There’s been much debate and a great deal of dialog around women “having it all” over the past couple years. I’m sure you’re all familiar with Anne-Marie Slaughter’s article in The Atlantic, Sheryl Sandberg’s best-seller “Lean In” and various other pieces that have circulated. I myself have been thinking long and hard about what it means to have it all, and whether or not I want to have it all. And you know what? I do want it all, but I realize that means redefining what “all” means within my own life and family.
Parenthood will be first and foremost for my husband and I from this point forward. That is our number one priority, no questions asked, and we are thrilled to become parents. And we know we will need to make compromises for that along the way. But! I’ve also resolved that for me, it’s okay to still have career ambition and to want to try and juggle the chaos of a big job with the role of Mom. I’ve learned that being courageous enough to ask for flexibility at work yields great rewards; that my company is willing to work with me if I work with them.

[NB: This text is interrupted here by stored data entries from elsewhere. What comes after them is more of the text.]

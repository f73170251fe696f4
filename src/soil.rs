use chrono::{NaiveDate, Utc};
use serde::Deserialize;

use crate::error::ApiError;
use crate::models::{NewSoilRecord, NutrientLevel};

const OPTIMAL: &str = "Soil levels are within optimal range";

/// Body of `POST /api/soil-records`.
#[derive(Debug, Clone, Deserialize)]
#[serde(rename_all = "camelCase")]
pub struct SoilRecordInput {
    pub ph_level: f64,
    pub nitrogen_level: NutrientLevel,
    pub phosphorus_level: NutrientLevel,
    pub potassium_level: NutrientLevel,
    pub organic_matter: f64,
    #[serde(default)]
    pub test_date: Option<NaiveDate>,
}

impl SoilRecordInput {
    pub fn into_record(self, farmer_id: &str) -> Result<NewSoilRecord, ApiError> {
        if !(0.0..=14.0).contains(&self.ph_level) {
            return Err(ApiError::Validation("pH level must be between 0 and 14".to_string()));
        }
        if !(0.0..=100.0).contains(&self.organic_matter) {
            return Err(ApiError::Validation(
                "Organic matter must be between 0 and 100 percent".to_string(),
            ));
        }

        let recommendations = recommendations(
            self.ph_level,
            self.nitrogen_level,
            self.phosphorus_level,
            self.potassium_level,
            self.organic_matter,
        );

        Ok(NewSoilRecord {
            farmer_id: farmer_id.to_string(),
            ph_level: self.ph_level,
            nitrogen_level: self.nitrogen_level,
            phosphorus_level: self.phosphorus_level,
            potassium_level: self.potassium_level,
            organic_matter: self.organic_matter,
            recommendations,
            test_date: self.test_date.unwrap_or_else(|| Utc::now().date_naive()),
        })
    }
}

pub fn recommendations(
    ph: f64,
    nitrogen: NutrientLevel,
    phosphorus: NutrientLevel,
    potassium: NutrientLevel,
    organic_matter: f64,
) -> String {
    let mut advice = Vec::new();

    if ph < 6.0 {
        advice.push("Apply lime to raise soil pH");
    } else if ph > 7.5 {
        advice.push("Apply sulfur to lower soil pH");
    }
    if nitrogen == NutrientLevel::Low {
        advice.push("Apply nitrogen-rich fertilizer");
    }
    if phosphorus == NutrientLevel::Low {
        advice.push("Add phosphorus fertilizer");
    }
    if potassium == NutrientLevel::Low {
        advice.push("Apply potassium fertilizer");
    }
    if organic_matter < 3.0 {
        advice.push("Increase organic matter with compost");
    }

    if advice.is_empty() {
        OPTIMAL.to_string()
    } else {
        advice.join(". ")
    }
}
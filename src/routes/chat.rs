use axum::{
    body::Bytes,
    extract::State,
    response::{
        sse::{Event, KeepAlive, Sse},
        IntoResponse, Response,
    },
    routing::post,
    Router,
};
use futures::{stream, StreamExt};
use tracing::{info, warn};

use crate::chat::{build_system_prompt, ui_message_stream, ChatRequest, FarmerContext, UiMessage};
use crate::error::{ApiError, ApiResult};
use crate::history::PersistJob;
use crate::llm::{ChatCompletionRequest, ProviderMessage};
use crate::models::{NewChatTurn, DEFAULT_LANGUAGE};
use crate::state::AppState;
use crate::tools;

const UI_STREAM_HEADER: &str = "x-vercel-ai-ui-message-stream";
const TEMPERATURE: f32 = 0.7;
const MAX_OUTPUT_TOKENS: u32 = 2000;

pub fn router() -> Router<AppState> {
    Router::new().route("/api/chat", post(chat))
}

async fn chat(State(state): State<AppState>, body: Bytes) -> ApiResult<Response> {
    let provider = state
        .provider
        .clone()
        .ok_or(ApiError::MissingCredentials("OPENROUTER_API_KEY"))?;

    let request = ChatRequest::parse(&body).map_err(ApiError::InvalidPayload)?;

    let farmer = match request.farmer_id.as_deref() {
        None => None,
        Some(id) => match state.store.get_farmer(id).await {
            Ok(found) => {
                if found.is_none() {
                    info!(farmer_id = %id, "No profile for farmer; using defaults");
                }
                found
            }
            Err(e) => {
                warn!(farmer_id = %id, error = %e, "Profile lookup failed; using defaults");
                None
            }
        },
    };

    let system_prompt = build_system_prompt(&FarmerContext::from_farmer(farmer.as_ref()));
    let mut messages = vec![ProviderMessage::system(system_prompt)];
    messages.extend(request.messages.iter().map(UiMessage::to_provider));

    let completion = ChatCompletionRequest {
        messages,
        tools: tools::descriptors(),
        temperature: TEMPERATURE,
        max_tokens: MAX_OUTPUT_TOKENS,
    };

    info!(
        farmer_id = request.farmer_id.as_deref().unwrap_or("anonymous"),
        history = request.messages.len(),
        "Forwarding chat to provider"
    );

    let first = provider.stream_chat(completion.clone()).await?;

    let pending_turn = match (request.farmer_id.clone(), request.last_user_text()) {
        (Some(farmer_id), Some(message)) => Some(NewChatTurn {
            farmer_id,
            message,
            response: String::new(),
            language: farmer
                .as_ref()
                .map(|f| f.language_preference.trim())
                .filter(|l| !l.is_empty())
                .unwrap_or(DEFAULT_LANGUAGE)
                .to_string(),
        }),
        _ => None,
    };
    let history = state.history.clone();
    let on_complete = move |response: String| {
        if let Some(mut turn) = pending_turn {
            turn.response = response;
            history.enqueue(PersistJob::ChatTurn(turn));
        }
    };

    let parts = ui_message_stream(provider, completion, first, state.config.chat_max_steps, on_complete);
    let events = parts
        .map(|part| Event::default().json_data(part))
        .chain(stream::once(async { Ok(Event::default().data("[DONE]")) }));

    Ok((
        [(UI_STREAM_HEADER, "v1")],
        Sse::new(events).keep_alive(KeepAlive::default()),
    )
        .into_response())
}
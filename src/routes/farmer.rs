use axum::{
    extract::{rejection::JsonRejection, State},
    routing::get,
    Json, Router,
};
use chrono::Utc;
use serde::{Deserialize, Serialize};
use tracing::info;

use crate::error::{ApiError, ApiResult};
use crate::mock_data::{self, CropPrice, CurrentWeather};
use crate::models::{ChatTurn, CropList, Farmer, PestDetection, SoilRecord};
use crate::routes::auth::optional_text;
use crate::routes::json_body;
use crate::session::{AuthSession, Session};
use crate::state::AppState;

const DASHBOARD_RECENT: usize = 5;
const DASHBOARD_PRICES: usize = 3;

pub fn router() -> Router<AppState> {
    Router::new()
        .route("/api/farmers/me", get(get_profile).put(update_profile))
        .route("/api/dashboard", get(dashboard))
}

#[derive(Debug, Default, Deserialize)]
#[serde(rename_all = "camelCase")]
pub struct UpdateFarmerRequest {
    pub full_name: Option<String>,
    pub location: Option<String>,
    pub farm_size: Option<f64>,
    pub primary_crops: Option<CropList>,
    pub language_preference: Option<String>,
    pub phone_number: Option<String>,
}

impl UpdateFarmerRequest {
    /// Applies the present fields. Blank optional text clears the field.
    pub fn apply(self, farmer: &mut Farmer) -> ApiResult<()> {
        if let Some(name) = self.full_name {
            let name = name.trim();
            if name.is_empty() {
                return Err(ApiError::Validation("Full name cannot be empty".to_string()));
            }
            farmer.full_name = name.to_string();
        }
        if let Some(size) = self.farm_size {
            if size < 0.0 || !size.is_finite() {
                return Err(ApiError::Validation("Farm size cannot be negative".to_string()));
            }
            farmer.farm_size = Some(size);
        }
        if self.location.is_some() {
            farmer.location = optional_text(self.location);
        }
        if self.phone_number.is_some() {
            farmer.phone_number = optional_text(self.phone_number);
        }
        if let Some(crops) = self.primary_crops {
            farmer.primary_crops = crops.into_vec();
        }
        if let Some(language) = optional_text(self.language_preference) {
            farmer.language_preference = language.to_lowercase();
        }
        farmer.updated_at = Utc::now();
        Ok(())
    }
}

async fn get_profile(
    State(state): State<AppState>,
    AuthSession(session): AuthSession,
) -> ApiResult<Json<Farmer>> {
    state
        .store
        .get_farmer(&session.farmer_id)
        .await?
        .map(Json)
        .ok_or_else(|| ApiError::NotFound("Farmer profile not found".to_string()))
}

async fn update_profile(
    State(state): State<AppState>,
    AuthSession(session): AuthSession,
    body: Result<Json<UpdateFarmerRequest>, JsonRejection>,
) -> ApiResult<Json<Farmer>> {
    let update = json_body(body)?;
    let mut farmer = state
        .store
        .get_farmer(&session.farmer_id)
        .await?
        .ok_or_else(|| ApiError::NotFound("Farmer profile not found".to_string()))?;

    update.apply(&mut farmer)?;
    state.store.upsert_farmer(&farmer).await?;

    info!(farmer_id = %farmer.id, "Updated farmer profile");
    Ok(Json(farmer))
}

/// Loads the signed-in farmer's profile, creating a minimal one if absent.
pub(crate) async fn ensure_farmer(state: &AppState, session: &Session) -> ApiResult<Farmer> {
    if let Some(farmer) = state.store.get_farmer(&session.farmer_id).await? {
        return Ok(farmer);
    }

    let name = session
        .email
        .split('@')
        .next()
        .filter(|local| !local.is_empty())
        .unwrap_or("Farmer");
    let farmer = Farmer::new(session.farmer_id.clone(), name);
    state.store.upsert_farmer(&farmer).await?;

    info!(farmer_id = %farmer.id, "Created missing farmer profile");
    Ok(farmer)
}

#[derive(Debug, Serialize)]
#[serde(rename_all = "camelCase")]
pub struct Dashboard {
    pub farmer: Farmer,
    pub weather: CurrentWeather,
    pub market_prices: Vec<CropPrice>,
    pub latest_soil_record: Option<SoilRecord>,
    pub recent_chats: Vec<ChatTurn>,
    pub recent_detections: Vec<PestDetection>,
}

async fn dashboard(
    State(state): State<AppState>,
    AuthSession(session): AuthSession,
) -> ApiResult<Json<Dashboard>> {
    let farmer = ensure_farmer(&state, &session).await?;

    let (soil, chats, detections) = tokio::try_join!(
        state.store.list_soil_records(&farmer.id),
        state.store.list_chat_turns(&farmer.id, DASHBOARD_RECENT),
        state.store.list_pest_detections(&farmer.id, DASHBOARD_RECENT),
    )?;

    Ok(Json(Dashboard {
        farmer,
        weather: mock_data::current_weather(),
        market_prices: mock_data::crop_prices().into_iter().take(DASHBOARD_PRICES).collect(),
        latest_soil_record: soil.into_iter().next(),
        recent_chats: chats,
        recent_detections: detections,
    }))
}
use axum::{extract::Query, routing::get, Json, Router};
use serde::Deserialize;

use crate::mock_data::{self, MarketReport, WeatherReport};
use crate::state::AppState;

pub fn router() -> Router<AppState> {
    Router::new()
        .route("/api/weather", get(weather))
        .route("/api/market-prices", get(market_prices))
}

#[derive(Debug, Default, Deserialize)]
struct LocationQuery {
    location: Option<String>,
}

async fn weather(Query(query): Query<LocationQuery>) -> Json<WeatherReport> {
    let location = mock_data::location_or(query.location.as_deref(), mock_data::DEFAULT_WEATHER_LOCATION);
    Json(mock_data::weather(&location))
}

async fn market_prices(Query(query): Query<LocationQuery>) -> Json<MarketReport> {
    let location = mock_data::location_or(query.location.as_deref(), mock_data::DEFAULT_MARKET_LOCATION);
    Json(mock_data::market_prices(&location))
}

So now, as I’ve officially stepped out of the career spotlight for a few months, I am ready to fully embrace each precious moment that I have yet to discover with my sweet baby girl and start building our new life.
And yes, a few months down the road, it will be time to go back to work. I know it will be hard to balance everything, but I also plan to do all I can to be the best mom I can be and also succeed in the workplace — if for no other reason, to show my baby girl that a fulfilling career is possible, and is a wonderful part of life for those of us who desire it.